Classical expositions of historical materialism have presented the process of transition from one social form to another as endogenously generated.footnote1 But Marxists have not been unaware of the facts of the diffusion of both technical and scientific knowledge, on the one hand, and political institutions and social structures on the other. Indeed, much of the emphasis of twentieth-century Marxism has been on such diffusion, whether in the form of imperialism and colonization, or in that of the ‘structural assimilation’ of various countries to the Soviet model as a result of political-military domination by the ussr or emulation of the model by modernizing elites in the ‘Third World’. Exogenous factors were also in the minds of those Marxists who saw a struggle between rival social systems as assuming equal importance to (or even greater importance than) the struggle between bourgeoisie and proletariat. It is the contention of this article that by taking explicit account of the facts of intersocietal conflict within a revised historical materialism,footnote2 some of the unresolved difficulties of the classical model can be freshly and fruitfully addressed.
In an important article, Yuri I. Semenov has asked what it is that undergoes the sequence of progressive modes of production that Marx writes of in the Preface to A Contribution to the Critique of Political Economy.footnote3 He makes the point that no particular society—such as Roman or French society—has undergone the whole sequence. We can, of course, speak of French society undergoing the feudalism-to-capitalism transition. But there are some parts of the sequence that no society has gone through (the transition from ancient society to feudalism, for example). Rather than abandoning the unilinear story, as many have done, Semenov argues that the sequence applies to human history considered as a whole. He thereby adopts what Ernest Gellner has termed the ‘torch-relay’ theory of history, a view where particular cultures trailblaze for human development as a whole, only to pass on the task to others once the possibilities of a particular mode of development have been exhausted.footnote4 The Hegelian flavour of this is apparent: we have all the paraphernalia of world-historic cultures and non-historic nations.
It is not the purpose of this article to offer a detailed defence of Semenov, but rather to propose a similar ‘torch-relay’ theory of historical development. Historical materialism is an evolutionary theory. But although Marxism has often adopted modes of explanation that share features of Darwin’s theory of biological evolution, this has not been so for the historical process as such. Let us recall what the elements of the Darwinian theory are. First, there is an environment constituted both by the physical environment and by other biological organisms. Second, there are organisms which survive and reproduce in that environment. Many members of a species may be produced, but only those best adapted to the rigours and scarcities of the environment
Other evolutionary theories share this structure. For example, it is possible to construct a theory of the firm on quasi-Darwinian lines.footnote5 Firms face an environment constituted both by their competitors and by physical, geopolitical and other circumstances. They have no way of knowing in advance what the optimal structures and decision mechanisms would be, so they adopt rules of thumb (they guess, rely on habit, management folklore, and so forth). Firms that adopt suboptimal procedures fail, and the routines embraced by successful firms spread through the population. But of course the environment faced by firms is constantly changing, and emulation of yesterday’s optimal rules may spell disaster tomorrow. In this arena, combinations of chance and choice combine to impose both a pattern over time and rough adaptation of organisms to the environment they face.

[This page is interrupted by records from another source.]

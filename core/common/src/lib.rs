//! Common utilities and types shared across Pearanoid modules.
//!
//! This module provides the error taxonomy used by every layer and a few
//! small value types that more than one crate needs.

pub mod error;
pub mod types;

pub use error::{Error, Result};
pub use types::EntryId;
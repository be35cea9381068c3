//! Pearanoid CLI - Command line interface for the password vault.
//!
//! One-shot commands unlock the vault, do their work and lock it again.
//! `pearanoid shell` keeps a session open until it is closed or the idle
//! timer locks it.

mod shell;

use anyhow::{bail, Context, Result};
use clap::{Args, Parser, Subcommand};
use std::path::PathBuf;
use tracing::{debug, info, Level};
use tracing_subscriber::{EnvFilter, FmtSubscriber};
use zeroize::Zeroizing;

use pearanoid_common::EntryId;
use pearanoid_crypto::{generate_password, PasswordPolicy};
use pearanoid_storage::create_default_registry;
use pearanoid_vault::{ClientConfig, CredentialEntry, EntryFields, EntryUpdate, VaultSession};

/// Configuration file name under the user's config directory.
const CONFIG_FILENAME: &str = "config.json";

#[derive(Parser)]
#[command(name = "pearanoid")]
#[command(about = "Pearanoid - Encrypted password vault")]
#[command(version)]
struct Cli {
    #[command(flatten)]
    global: GlobalArgs,

    #[command(subcommand)]
    command: Commands,
}

#[derive(Args, Debug, Clone)]
pub(crate) struct GlobalArgs {
    /// Enable verbose logging.
    #[arg(short, long, global = true)]
    verbose: bool,

    /// Configuration file (default: <config dir>/pearanoid/config.json).
    #[arg(short, long, global = true)]
    config: Option<PathBuf>,

    /// Storage provider: "local", "http" or "memory".
    #[arg(long, global = true)]
    provider: Option<String>,

    /// Directory holding the local vault file.
    #[arg(long, global = true)]
    path: Option<PathBuf>,

    /// Base URL of a remote vault server.
    #[arg(long, global = true)]
    url: Option<String>,
}

#[derive(Subcommand)]
enum Commands {
    /// Create a new vault.
    Init,

    #[command(flatten)]
    Vault(VaultCommand),

    /// Generate a random password.
    Generate(GenerateArgs),

    /// Start an interactive session.
    Shell,
}

/// Commands that need an unlocked vault.
#[derive(Subcommand, Debug)]
pub(crate) enum VaultCommand {
    /// List entries.
    List(ListArgs),

    /// Show one entry.
    Show(ShowArgs),

    /// Add an entry.
    Add(AddArgs),

    /// Change fields of an entry.
    Update(UpdateArgs),

    /// Remove an entry.
    Remove {
        /// Entry id.
        id: String,
    },

    /// List sections in use.
    Sections,
}

#[derive(Args, Debug)]
pub(crate) struct ListArgs {
    /// Only entries in this section.
    #[arg(short, long)]
    section: Option<String>,

    /// Only entries whose text fields contain this.
    #[arg(short = 'q', long)]
    search: Option<String>,
}

#[derive(Args, Debug)]
pub(crate) struct ShowArgs {
    /// Entry id.
    id: String,

    /// Print the password in clear.
    #[arg(short, long)]
    reveal: bool,
}

#[derive(Args, Debug)]
pub(crate) struct AddArgs {
    /// Entry name.
    #[arg(short, long)]
    name: String,

    #[arg(short, long)]
    username: Option<String>,

    #[arg(short, long)]
    email: Option<String>,

    #[arg(short, long)]
    section: Option<String>,

    #[arg(long)]
    notes: Option<String>,

    /// Generate the password instead of prompting for it.
    #[arg(short, long)]
    generate: bool,

    /// Length of a generated password.
    #[arg(short, long, default_value_t = 16, requires = "generate")]
    length: usize,
}

#[derive(Args, Debug)]
pub(crate) struct UpdateArgs {
    /// Entry id.
    id: String,

    #[arg(short, long)]
    name: Option<String>,

    /// New username; an empty value clears it.
    #[arg(short, long)]
    username: Option<String>,

    #[arg(short, long)]
    email: Option<String>,

    #[arg(short, long)]
    section: Option<String>,

    #[arg(long)]
    notes: Option<String>,

    /// Prompt for a new password.
    #[arg(short, long, conflicts_with = "generate")]
    password: bool,

    /// Replace the password with a generated one.
    #[arg(short, long)]
    generate: bool,

    /// Length of a generated password.
    #[arg(short, long, default_value_t = 16, requires = "generate")]
    length: usize,
}

#[derive(Args, Debug)]
pub(crate) struct GenerateArgs {
    /// Password length.
    #[arg(short, long, default_value_t = 16)]
    length: usize,

    #[arg(long)]
    no_upper: bool,

    #[arg(long)]
    no_lower: bool,

    #[arg(long)]
    no_digits: bool,

    #[arg(long)]
    no_symbols: bool,
}

impl GenerateArgs {
    fn policy(&self) -> PasswordPolicy {
        PasswordPolicy {
            length: self.length,
            uppercase: !self.no_upper,
            lowercase: !self.no_lower,
            digits: !self.no_digits,
            symbols: !self.no_symbols,
        }
    }
}

#[tokio::main]
async fn main() -> Result<()> {
    let cli = Cli::parse();

    // Setup logging
    let builder = FmtSubscriber::builder().with_target(false).compact();
    if cli.global.verbose {
        tracing::subscriber::set_global_default(builder.with_max_level(Level::DEBUG).finish())?;
    } else {
        let filter = EnvFilter::try_from_default_env().unwrap_or_else(|_| EnvFilter::new("warn"));
        tracing::subscriber::set_global_default(builder.with_env_filter(filter).finish())?;
    }

    match cli.command {
        Commands::Init => cmd_init(&cli.global).await,
        Commands::Vault(command) => cmd_vault(&cli.global, command).await,
        Commands::Generate(args) => cmd_generate(&args),
        Commands::Shell => shell::run(&cli.global).await,
    }
}

fn config_path(global: &GlobalArgs) -> Option<PathBuf> {
    global.config.clone().or_else(|| {
        dirs::config_dir().map(|dir| dir.join("pearanoid").join(CONFIG_FILENAME))
    })
}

This paper aims to extend this explanatory structure to the evolution of social systems.footnote6 If Marx is right, the most appropriate way to classify societies from a historical perspective is according to their social structure as given by the pattern of effective control over both human and non-human productive assets (labour-power, technical and scientific knowledge, physical plant and machinery, and so forth). At different levels of development of the material productive forces, different social structures are appropriate for their further development. Marxism asserts both an autonomous tendency for human productive power to increase, and the explanatory primacy of the productive forces over the social relations of production, so that when a social structure is no longer an appropriate developmental shell it will be replaced by another, better, one. Social structures are bound together by a political and legal superstructure. As human productive power
Historical materialism in this form has faced many criticisms both from anti-Marxists and from within the Marxist ‘tradition’. I do not intend to address all the problems, but rather to concentrate on the following attacks: (1) G.A. Cohen, in his influential reconstruction of historical materialism, established that the central claims of the materialist conception of history were unrevisably functional in form. Many critics, and most notably Jon Elster, have argued that this gives us good grounds for rejecting the Marxist theory of history, since functional explanation is usually inadmissible in social science, and since Cohen cannot point to any plausible mechanism linking the beneficial consequences of social structure or legal and political superstructures to the causes of their emergence.footnote8 (2) Many critics have sought to question the position of the productive forces as the ‘motor of history’, and have instead asserted a rival Marxist interpretation that makes class struggle the driving force of the historical process. (3) Much ink has been spilt on the question of how to interpret Marx’s claim that the relations of production eventually act as a brake on the development of the productive forces and that this ‘fettering’ initiates an ‘epoch of social revolution’.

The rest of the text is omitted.